» WHAT YOU HAVE TO DO: Scan the records for "each". Show the matching lines.

##############################

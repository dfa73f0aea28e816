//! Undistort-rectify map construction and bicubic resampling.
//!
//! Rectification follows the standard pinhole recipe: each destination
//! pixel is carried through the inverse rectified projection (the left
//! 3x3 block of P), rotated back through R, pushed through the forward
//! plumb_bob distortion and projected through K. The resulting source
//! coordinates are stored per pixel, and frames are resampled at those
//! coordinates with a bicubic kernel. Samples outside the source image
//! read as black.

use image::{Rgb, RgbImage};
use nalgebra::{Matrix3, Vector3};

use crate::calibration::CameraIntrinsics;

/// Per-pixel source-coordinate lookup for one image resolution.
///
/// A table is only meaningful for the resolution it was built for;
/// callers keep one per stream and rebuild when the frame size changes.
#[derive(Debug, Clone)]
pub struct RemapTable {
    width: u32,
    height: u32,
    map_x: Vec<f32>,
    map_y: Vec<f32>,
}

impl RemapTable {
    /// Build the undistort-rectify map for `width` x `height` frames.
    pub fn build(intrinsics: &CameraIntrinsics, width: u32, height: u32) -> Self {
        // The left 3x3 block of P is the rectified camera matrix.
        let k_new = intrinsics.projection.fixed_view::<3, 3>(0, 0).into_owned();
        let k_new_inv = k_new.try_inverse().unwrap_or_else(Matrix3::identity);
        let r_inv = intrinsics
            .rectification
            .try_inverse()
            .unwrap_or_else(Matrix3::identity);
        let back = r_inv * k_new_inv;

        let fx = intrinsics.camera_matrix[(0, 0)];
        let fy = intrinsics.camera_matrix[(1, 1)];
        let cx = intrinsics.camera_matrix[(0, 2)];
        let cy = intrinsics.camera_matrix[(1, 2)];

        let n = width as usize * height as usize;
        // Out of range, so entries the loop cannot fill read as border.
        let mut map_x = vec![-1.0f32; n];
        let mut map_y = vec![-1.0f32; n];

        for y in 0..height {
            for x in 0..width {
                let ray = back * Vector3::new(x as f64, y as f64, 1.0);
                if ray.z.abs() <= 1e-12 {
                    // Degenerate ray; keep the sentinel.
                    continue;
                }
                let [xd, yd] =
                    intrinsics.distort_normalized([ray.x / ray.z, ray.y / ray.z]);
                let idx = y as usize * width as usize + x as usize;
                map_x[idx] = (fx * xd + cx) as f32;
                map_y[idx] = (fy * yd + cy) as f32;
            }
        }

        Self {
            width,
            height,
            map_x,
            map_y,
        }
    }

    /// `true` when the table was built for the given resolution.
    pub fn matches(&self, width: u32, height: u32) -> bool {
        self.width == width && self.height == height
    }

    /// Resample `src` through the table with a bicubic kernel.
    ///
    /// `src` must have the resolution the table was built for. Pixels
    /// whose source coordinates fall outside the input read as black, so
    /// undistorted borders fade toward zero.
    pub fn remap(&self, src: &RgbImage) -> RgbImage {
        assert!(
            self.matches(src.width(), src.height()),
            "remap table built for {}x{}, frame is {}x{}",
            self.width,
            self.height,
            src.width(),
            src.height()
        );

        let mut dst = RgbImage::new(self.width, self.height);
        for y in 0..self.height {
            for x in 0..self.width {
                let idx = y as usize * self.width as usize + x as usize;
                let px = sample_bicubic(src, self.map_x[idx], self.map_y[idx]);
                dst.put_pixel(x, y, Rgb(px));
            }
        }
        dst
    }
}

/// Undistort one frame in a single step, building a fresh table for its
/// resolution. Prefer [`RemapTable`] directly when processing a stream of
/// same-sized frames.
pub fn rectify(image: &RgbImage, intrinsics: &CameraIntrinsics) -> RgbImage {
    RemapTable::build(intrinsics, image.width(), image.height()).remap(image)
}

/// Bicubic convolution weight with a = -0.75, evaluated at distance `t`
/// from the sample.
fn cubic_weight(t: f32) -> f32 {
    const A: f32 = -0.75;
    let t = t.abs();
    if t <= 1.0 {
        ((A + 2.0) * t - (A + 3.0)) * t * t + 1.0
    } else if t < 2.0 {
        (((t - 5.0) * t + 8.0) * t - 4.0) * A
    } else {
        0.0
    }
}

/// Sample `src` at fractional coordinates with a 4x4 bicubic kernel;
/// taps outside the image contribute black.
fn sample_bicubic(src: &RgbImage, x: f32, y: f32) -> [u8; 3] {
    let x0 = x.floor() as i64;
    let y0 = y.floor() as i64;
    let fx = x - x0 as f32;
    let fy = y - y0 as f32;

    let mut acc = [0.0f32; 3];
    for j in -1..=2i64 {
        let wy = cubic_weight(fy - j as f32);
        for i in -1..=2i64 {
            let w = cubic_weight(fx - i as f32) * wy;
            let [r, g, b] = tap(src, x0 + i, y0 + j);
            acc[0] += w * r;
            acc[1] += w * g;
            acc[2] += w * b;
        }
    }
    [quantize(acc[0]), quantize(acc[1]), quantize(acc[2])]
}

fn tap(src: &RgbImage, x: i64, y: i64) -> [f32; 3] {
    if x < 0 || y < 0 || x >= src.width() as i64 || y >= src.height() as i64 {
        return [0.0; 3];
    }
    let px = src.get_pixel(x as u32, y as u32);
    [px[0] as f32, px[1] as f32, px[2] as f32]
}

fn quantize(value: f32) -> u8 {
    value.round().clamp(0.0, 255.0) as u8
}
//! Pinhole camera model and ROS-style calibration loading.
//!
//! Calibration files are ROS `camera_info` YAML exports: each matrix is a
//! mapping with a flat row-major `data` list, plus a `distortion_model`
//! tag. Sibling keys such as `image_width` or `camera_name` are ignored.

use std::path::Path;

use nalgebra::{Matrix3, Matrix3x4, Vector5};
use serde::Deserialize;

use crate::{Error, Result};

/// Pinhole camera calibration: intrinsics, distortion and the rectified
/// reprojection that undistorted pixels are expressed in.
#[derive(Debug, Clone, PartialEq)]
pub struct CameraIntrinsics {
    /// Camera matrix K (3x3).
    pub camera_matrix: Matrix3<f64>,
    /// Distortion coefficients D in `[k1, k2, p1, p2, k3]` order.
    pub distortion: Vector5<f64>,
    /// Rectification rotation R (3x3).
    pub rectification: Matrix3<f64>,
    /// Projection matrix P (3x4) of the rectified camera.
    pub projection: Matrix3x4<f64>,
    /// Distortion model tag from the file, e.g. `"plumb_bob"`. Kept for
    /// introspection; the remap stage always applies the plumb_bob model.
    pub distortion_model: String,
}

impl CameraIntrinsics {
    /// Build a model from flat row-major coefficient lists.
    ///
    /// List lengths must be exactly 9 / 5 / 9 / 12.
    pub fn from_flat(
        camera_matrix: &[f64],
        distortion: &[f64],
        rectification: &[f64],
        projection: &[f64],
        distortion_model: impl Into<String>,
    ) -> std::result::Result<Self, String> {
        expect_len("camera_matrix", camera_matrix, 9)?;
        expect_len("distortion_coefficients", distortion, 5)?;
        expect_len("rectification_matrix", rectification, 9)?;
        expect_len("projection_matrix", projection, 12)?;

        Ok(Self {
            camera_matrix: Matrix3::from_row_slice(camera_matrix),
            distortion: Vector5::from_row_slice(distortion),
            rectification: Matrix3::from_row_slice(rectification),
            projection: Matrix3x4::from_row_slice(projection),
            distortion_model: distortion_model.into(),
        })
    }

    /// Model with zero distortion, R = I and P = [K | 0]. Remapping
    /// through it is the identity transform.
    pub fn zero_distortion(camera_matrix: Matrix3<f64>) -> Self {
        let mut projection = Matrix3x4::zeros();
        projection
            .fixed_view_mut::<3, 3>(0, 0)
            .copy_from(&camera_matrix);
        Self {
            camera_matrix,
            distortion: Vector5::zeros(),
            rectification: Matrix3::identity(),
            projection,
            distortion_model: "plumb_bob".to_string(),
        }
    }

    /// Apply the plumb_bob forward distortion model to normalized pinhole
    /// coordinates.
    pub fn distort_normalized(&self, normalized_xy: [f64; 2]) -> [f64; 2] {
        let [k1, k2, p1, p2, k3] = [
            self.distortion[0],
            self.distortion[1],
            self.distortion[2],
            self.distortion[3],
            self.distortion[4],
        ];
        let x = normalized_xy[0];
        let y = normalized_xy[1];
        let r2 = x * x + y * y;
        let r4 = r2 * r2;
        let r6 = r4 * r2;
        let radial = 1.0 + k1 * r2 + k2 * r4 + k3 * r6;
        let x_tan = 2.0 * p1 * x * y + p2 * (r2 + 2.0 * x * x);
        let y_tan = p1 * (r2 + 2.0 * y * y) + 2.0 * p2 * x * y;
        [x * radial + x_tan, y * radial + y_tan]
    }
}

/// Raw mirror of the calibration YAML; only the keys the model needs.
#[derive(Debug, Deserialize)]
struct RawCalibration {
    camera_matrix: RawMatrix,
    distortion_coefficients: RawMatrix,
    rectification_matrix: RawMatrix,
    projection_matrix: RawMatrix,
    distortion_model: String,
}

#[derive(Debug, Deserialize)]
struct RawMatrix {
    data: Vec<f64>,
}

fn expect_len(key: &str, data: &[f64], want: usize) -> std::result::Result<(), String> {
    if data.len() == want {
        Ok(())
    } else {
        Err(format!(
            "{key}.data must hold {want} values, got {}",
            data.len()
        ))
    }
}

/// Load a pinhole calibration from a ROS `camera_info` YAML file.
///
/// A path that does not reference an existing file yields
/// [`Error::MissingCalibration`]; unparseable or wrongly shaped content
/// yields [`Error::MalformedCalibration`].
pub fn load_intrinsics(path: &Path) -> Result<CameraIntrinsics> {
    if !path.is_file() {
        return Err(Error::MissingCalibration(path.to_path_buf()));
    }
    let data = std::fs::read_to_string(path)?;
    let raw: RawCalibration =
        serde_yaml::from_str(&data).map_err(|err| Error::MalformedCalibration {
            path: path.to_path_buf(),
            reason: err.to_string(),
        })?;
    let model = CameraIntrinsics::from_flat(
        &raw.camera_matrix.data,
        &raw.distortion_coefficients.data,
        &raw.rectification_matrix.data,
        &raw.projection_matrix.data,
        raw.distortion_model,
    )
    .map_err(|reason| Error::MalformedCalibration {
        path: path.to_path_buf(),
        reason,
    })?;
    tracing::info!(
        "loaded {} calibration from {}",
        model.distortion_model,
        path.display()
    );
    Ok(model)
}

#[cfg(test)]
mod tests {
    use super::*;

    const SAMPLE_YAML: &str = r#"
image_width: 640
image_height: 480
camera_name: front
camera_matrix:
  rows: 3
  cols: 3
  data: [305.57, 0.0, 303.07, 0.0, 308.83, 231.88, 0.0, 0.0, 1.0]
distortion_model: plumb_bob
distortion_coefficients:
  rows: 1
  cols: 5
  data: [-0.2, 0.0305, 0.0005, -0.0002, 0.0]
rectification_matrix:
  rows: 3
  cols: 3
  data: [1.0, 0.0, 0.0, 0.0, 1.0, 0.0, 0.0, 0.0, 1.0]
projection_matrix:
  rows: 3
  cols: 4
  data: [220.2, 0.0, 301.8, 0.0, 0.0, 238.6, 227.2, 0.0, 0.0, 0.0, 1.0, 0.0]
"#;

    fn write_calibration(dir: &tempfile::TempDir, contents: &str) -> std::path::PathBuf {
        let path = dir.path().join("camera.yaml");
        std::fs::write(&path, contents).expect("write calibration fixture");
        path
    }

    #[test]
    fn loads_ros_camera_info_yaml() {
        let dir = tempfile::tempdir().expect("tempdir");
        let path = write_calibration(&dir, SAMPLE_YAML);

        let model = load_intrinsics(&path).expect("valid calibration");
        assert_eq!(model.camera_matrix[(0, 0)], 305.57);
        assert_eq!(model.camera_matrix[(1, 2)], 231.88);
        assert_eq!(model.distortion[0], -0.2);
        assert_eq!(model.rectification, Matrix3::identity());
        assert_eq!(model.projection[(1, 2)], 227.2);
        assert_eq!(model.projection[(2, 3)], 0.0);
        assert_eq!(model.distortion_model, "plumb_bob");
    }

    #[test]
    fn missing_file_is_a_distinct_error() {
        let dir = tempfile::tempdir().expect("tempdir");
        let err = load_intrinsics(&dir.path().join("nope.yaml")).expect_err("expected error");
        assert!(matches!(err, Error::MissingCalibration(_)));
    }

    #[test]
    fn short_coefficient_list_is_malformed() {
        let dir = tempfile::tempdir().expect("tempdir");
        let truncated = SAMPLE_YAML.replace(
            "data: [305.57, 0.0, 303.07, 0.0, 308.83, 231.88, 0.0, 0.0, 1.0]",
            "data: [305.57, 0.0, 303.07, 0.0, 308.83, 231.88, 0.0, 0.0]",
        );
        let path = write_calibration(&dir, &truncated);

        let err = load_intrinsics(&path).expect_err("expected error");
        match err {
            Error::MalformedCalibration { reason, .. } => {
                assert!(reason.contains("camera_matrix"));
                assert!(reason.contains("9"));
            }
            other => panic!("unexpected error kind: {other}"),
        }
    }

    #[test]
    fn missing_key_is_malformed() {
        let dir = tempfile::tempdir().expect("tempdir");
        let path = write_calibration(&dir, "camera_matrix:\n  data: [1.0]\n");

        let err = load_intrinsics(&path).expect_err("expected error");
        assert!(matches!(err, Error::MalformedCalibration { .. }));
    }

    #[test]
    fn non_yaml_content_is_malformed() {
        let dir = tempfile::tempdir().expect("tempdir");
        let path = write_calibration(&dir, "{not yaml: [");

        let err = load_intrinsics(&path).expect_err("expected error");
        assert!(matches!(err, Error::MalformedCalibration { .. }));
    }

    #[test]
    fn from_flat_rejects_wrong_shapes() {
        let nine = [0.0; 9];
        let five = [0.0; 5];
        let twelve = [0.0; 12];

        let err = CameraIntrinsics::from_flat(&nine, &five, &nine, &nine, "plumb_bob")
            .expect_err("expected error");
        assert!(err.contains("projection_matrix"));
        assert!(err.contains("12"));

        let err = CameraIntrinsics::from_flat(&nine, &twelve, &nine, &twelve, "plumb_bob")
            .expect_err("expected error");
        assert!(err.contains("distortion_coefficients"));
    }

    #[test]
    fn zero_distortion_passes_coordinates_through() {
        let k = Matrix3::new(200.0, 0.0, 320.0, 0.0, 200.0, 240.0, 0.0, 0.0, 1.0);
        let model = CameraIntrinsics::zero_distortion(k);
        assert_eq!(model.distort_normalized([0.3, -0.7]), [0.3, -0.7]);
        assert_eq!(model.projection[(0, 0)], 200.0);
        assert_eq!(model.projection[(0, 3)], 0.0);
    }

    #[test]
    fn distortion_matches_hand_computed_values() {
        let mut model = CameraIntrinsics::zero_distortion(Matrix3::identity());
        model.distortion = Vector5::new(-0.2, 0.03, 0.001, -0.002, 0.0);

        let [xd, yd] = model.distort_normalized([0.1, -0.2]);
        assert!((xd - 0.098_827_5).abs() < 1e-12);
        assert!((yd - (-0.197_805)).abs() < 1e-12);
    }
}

##############################

» RESPONSE AREA:
//! Rectification follows the standard pinhole recipe: each destination
//! Calibration files are ROS `camera_info` YAML exports: each matrix is a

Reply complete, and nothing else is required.